* [Exercise prompt] Across the lines of the records below, how many have the string "struct" in them? Answer with the number alone.

* [Data section]

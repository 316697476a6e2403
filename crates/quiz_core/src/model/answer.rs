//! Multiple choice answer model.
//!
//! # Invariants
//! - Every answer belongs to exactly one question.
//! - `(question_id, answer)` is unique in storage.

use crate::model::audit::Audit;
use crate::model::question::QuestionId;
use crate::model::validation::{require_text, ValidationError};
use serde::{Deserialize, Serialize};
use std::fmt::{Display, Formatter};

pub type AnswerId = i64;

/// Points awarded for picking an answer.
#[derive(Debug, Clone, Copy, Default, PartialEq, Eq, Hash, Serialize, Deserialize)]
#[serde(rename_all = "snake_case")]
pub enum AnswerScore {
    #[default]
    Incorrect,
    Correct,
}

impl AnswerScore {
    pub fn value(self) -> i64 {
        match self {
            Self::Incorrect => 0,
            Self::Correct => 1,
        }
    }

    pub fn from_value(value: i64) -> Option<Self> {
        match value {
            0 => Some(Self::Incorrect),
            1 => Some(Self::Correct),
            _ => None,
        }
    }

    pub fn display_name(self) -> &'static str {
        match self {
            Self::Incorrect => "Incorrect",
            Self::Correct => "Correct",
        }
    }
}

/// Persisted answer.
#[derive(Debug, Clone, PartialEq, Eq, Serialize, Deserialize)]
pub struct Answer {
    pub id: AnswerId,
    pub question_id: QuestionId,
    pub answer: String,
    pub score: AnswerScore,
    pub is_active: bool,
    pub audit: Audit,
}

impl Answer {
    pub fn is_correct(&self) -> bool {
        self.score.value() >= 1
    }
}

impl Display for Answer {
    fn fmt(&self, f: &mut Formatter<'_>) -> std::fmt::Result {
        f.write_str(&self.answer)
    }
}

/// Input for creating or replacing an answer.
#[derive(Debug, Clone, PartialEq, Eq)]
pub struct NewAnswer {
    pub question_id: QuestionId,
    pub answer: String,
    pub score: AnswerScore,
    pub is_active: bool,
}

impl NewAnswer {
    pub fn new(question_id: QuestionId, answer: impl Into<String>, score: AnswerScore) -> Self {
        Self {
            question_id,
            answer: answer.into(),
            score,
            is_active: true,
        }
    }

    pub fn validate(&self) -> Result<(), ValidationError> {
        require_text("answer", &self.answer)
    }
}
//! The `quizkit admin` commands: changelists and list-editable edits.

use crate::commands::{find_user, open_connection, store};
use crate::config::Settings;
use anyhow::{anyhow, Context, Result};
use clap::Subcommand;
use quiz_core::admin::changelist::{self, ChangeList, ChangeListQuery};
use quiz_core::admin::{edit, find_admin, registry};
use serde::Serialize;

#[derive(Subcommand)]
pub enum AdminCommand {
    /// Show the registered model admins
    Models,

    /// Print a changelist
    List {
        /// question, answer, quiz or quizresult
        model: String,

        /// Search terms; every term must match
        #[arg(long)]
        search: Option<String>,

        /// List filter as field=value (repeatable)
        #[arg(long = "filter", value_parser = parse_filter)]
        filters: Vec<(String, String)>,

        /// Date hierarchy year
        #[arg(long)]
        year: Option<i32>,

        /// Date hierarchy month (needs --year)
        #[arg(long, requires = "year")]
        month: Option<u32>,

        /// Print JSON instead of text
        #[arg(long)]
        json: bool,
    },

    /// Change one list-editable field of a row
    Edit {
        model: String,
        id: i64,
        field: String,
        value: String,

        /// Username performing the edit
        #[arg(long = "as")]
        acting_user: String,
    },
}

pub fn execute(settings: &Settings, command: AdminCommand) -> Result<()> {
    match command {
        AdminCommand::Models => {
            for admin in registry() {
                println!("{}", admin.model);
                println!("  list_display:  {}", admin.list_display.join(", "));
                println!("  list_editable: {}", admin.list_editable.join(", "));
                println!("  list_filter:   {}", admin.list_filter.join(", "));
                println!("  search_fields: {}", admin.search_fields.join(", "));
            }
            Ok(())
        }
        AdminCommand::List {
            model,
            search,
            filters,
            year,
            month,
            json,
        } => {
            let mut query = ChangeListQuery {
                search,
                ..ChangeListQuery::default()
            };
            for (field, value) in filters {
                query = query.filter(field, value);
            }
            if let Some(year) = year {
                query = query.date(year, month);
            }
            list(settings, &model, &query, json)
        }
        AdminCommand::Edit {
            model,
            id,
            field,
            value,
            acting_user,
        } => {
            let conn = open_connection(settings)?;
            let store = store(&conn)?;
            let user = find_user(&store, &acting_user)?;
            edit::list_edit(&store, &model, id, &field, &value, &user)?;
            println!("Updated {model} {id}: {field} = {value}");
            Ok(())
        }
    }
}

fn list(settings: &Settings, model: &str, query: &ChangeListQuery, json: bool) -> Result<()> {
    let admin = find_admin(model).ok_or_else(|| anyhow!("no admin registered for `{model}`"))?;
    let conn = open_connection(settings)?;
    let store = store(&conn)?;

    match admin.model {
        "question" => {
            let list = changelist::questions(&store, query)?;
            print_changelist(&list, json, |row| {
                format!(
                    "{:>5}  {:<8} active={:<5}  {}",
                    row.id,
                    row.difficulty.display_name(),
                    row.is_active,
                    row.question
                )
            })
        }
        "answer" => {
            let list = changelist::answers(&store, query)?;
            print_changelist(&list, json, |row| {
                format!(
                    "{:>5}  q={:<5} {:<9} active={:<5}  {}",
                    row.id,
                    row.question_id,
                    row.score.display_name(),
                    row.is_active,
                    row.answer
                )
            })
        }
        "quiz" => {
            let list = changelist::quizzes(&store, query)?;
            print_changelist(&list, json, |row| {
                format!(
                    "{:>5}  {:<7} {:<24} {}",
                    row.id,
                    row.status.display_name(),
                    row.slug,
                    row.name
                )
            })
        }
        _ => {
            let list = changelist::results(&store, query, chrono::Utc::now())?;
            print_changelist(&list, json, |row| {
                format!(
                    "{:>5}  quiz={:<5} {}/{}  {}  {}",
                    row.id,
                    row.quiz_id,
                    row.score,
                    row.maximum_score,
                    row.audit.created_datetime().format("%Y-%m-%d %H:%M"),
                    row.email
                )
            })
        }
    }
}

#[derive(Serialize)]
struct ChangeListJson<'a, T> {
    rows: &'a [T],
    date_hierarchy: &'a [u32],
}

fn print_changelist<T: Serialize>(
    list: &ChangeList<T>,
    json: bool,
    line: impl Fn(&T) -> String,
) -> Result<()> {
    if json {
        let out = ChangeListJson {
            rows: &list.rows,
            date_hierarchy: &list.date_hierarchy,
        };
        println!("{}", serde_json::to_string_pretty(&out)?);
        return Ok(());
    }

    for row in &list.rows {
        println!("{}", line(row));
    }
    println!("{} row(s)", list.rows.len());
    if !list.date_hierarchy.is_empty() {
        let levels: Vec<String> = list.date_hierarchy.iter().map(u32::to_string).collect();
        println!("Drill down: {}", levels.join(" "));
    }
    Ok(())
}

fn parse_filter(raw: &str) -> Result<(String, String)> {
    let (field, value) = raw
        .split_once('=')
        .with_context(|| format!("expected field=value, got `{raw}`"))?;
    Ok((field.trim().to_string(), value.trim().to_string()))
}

* [Task output] 3